Since 2000, Families In Schools (FIS) has provided information and resources to low-income and immigrant families on how to support their child’s education. Our work is driven by the belief that quality education continues to be the key to breaking the cycle of poverty and helping families reach their “American Dream.” A key component of our college awareness programs is helping families strengthen their financial habits to support their child’s college aspirations. In celebration of Financial Literacy Month, FIS would like to share key strategies we have found to be effective in working with low-income and immigrant communities regarding financial literacy: first, present financial literacy as a “tool” and not as the end goal; second, engage both students and their parents/guardians; and third, the methodology needs to be “asset-based.”

Making financial education relevant means that we must make it a “tool” that can help families reach their goals. For FIS, this means starting conversations with families about college awareness and preparation. All families want their children to have a better life and want their children to have the option to go to college. Connecting to their dreams is critical in empowering families with resources and information – including financial literacy — to help them reach their goals. Effective financial literacy goes beyond simply telling people how to open a bank account; it has to be the means to an end.

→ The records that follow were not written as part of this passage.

//! Engine Error Kinds
//!
//! One value-kind enum shared across the engine. Errors are cloneable so a
//! coalesced cache entry can hand the same terminal failure to every waiter.

use thiserror::Error;

/// Errors produced and propagated by the gateway engine.
#[derive(Debug, Clone, Error, PartialEq, Eq)]
pub enum GatewayError {
    /// Connect/read/TLS/timeout failure before a usable response arrived.
    #[error("transport error: {0}")]
    Transport(String),

    /// Upstream answered but the answer is a server-side failure.
    #[error("upstream server error (status {status}): {message}")]
    UpstreamServer { status: u16, message: String },

    /// Upstream rejected the request itself; surfaced verbatim, not retried.
    #[error("upstream rejected request (status {status}): {message}")]
    UpstreamUser { status: u16, message: String },

    /// The (upstream, method) pair is unsupported; triggers reselection.
    #[error("method {method} not supported by upstream")]
    MethodNotSupported { method: String },

    /// Expected absence, reported separately so proof logic can distinguish
    /// a missing value from a failure.
    #[error("not found: {0}")]
    NotFound(String),

    /// The verifier lacks a sync-committee period; an internal update
    /// procedure runs before the original proof resumes.
    #[error("sync committee transition required from period {from} to {to}")]
    SyncTransitionRequired { from: u64, to: u64 },

    /// No remaining upstream candidate, or the cache refused more work.
    #[error("resource exhausted: {0}")]
    ResourceExhausted(String),

    /// The inbound connection closed; the request context is cancelled.
    #[error("client disconnected")]
    ClientGone,

    /// Malformed configuration or an unrecoverable runtime failure.
    #[error("fatal: {0}")]
    Fatal(String),
}

impl GatewayError {
    /// Whether another attempt on a different upstream may succeed.
    #[must_use]
    pub fn is_retryable(&self) -> bool {
        matches!(
            self,
            Self::Transport(_)
                | Self::UpstreamServer { .. }
                | Self::ResourceExhausted(_)
                | Self::MethodNotSupported { .. }
        )
    }

    /// HTTP status for the user-visible response body.
    #[must_use]
    pub fn http_status(&self) -> u16 {
        match self {
            Self::UpstreamUser { .. } => 400,
            _ => 500,
        }
    }
}

#[cfg(test)]
mod tests {
    use super::*;

    #[test]
    fn retryable_classes() {
        assert!(GatewayError::Transport("reset".into()).is_retryable());
        assert!(GatewayError::UpstreamServer {
            status: 502,
            message: "bad gateway".into()
        }
        .is_retryable());
        assert!(!GatewayError::UpstreamUser {
            status: 400,
            message: "nonce too low".into()
        }
        .is_retryable());
        assert!(!GatewayError::ClientGone.is_retryable());
        assert!(!GatewayError::NotFound("block".into()).is_retryable());
    }

    #[test]
    fn http_status_mapping() {
        assert_eq!(
            GatewayError::UpstreamUser {
                status: 400,
                message: String::new()
            }
            .http_status(),
            400
        );
        assert_eq!(GatewayError::Fatal("boom".into()).http_status(), 500);
        assert_eq!(GatewayError::ClientGone.http_status(), 500);
    }
}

It may be obvious, but engaging the family as a whole – especially in the early years — helps to create a support system at home that fosters learning and strong financial habits. This is why the FIS CKA: Money Smarts program engage parents and children in joint workshops on how to prepare for college. Experiencing these workshops together helps parents and their children improve their communication around a shared vision for the future and on critical issues of financial management, such as budgeting, saving for college, and completing the FAFSA.

Lastly, our methodology doesn’t make families feel that they “lack” knowhow; rather, it empowers families by first valuing what they already know and do and then providing additional resources and guidance to help them strengthen their practices.  This approach requires facilitators that understand the targeted community and their day-to-day realities, and materials that are culturally-relevant and family-friendly.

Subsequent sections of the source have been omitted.